# PROMPT
Where does the word "fold" occur in the material? Copy each line that has it.

# GIVEN DATA
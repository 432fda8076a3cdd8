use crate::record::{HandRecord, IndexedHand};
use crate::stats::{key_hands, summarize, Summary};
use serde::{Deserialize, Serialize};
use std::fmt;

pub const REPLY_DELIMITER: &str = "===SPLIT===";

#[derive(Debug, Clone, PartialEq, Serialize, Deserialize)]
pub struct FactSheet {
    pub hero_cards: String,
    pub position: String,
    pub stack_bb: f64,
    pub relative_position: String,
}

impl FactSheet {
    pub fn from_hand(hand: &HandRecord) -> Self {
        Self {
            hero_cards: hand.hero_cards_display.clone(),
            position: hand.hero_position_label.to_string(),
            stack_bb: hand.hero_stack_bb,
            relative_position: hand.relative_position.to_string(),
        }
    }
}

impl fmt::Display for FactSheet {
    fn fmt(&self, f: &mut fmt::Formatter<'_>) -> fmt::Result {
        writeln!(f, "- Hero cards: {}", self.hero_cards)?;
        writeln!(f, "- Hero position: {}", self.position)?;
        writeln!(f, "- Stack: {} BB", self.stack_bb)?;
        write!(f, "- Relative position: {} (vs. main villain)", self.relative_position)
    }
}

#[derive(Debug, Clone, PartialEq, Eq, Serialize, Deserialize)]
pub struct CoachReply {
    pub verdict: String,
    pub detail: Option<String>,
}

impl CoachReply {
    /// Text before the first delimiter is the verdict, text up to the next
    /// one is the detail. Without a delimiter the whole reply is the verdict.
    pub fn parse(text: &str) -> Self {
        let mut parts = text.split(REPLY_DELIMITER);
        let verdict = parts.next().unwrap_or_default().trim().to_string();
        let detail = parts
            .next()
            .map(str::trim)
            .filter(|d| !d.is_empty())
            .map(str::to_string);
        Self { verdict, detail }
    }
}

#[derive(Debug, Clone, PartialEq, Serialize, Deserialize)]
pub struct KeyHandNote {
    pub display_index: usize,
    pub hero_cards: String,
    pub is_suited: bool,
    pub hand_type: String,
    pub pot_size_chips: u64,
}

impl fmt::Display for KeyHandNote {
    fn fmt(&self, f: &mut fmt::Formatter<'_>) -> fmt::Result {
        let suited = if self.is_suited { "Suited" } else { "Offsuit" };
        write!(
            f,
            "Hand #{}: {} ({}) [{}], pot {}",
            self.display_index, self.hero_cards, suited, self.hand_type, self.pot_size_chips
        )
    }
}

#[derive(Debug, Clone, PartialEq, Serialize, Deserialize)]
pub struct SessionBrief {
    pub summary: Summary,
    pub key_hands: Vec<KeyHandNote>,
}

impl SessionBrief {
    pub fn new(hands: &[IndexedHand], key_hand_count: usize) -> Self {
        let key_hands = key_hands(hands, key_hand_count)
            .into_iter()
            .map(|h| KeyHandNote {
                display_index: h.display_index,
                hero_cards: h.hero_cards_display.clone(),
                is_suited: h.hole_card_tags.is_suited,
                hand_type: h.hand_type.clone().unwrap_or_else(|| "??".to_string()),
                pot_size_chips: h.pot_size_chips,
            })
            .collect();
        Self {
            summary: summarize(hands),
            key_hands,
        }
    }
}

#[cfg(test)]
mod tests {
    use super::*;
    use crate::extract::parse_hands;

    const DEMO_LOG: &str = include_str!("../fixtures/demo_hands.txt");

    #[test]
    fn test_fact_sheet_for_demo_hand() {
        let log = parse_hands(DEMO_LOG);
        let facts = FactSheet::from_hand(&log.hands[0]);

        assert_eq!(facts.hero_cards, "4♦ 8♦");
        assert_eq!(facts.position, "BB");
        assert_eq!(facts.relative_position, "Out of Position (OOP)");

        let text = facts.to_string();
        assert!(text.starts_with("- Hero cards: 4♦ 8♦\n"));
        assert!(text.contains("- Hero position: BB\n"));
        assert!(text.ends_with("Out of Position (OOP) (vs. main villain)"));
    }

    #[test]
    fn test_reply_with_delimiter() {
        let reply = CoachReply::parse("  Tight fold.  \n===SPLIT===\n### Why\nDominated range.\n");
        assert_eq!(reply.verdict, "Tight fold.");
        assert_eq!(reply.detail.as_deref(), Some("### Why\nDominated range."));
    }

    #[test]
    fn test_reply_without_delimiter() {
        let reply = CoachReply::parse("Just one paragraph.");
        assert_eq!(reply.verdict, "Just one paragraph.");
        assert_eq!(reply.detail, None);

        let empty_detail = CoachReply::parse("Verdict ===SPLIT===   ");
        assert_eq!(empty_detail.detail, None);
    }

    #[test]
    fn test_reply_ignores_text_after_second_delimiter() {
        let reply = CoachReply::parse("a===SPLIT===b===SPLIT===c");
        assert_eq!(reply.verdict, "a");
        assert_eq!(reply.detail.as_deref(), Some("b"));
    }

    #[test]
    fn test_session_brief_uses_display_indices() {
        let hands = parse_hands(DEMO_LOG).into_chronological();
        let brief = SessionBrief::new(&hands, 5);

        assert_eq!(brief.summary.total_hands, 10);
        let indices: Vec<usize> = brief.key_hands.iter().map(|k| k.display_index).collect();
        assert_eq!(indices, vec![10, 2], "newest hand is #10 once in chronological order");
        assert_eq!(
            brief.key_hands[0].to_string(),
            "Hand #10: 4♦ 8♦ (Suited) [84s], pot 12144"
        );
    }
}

# RESULT OF THE TASK
        let reply = CoachReply::parse("  Tight fold.  \n===SPLIT===\n### Why\nDominated range.\n");
        assert_eq!(reply.verdict, "Tight fold.");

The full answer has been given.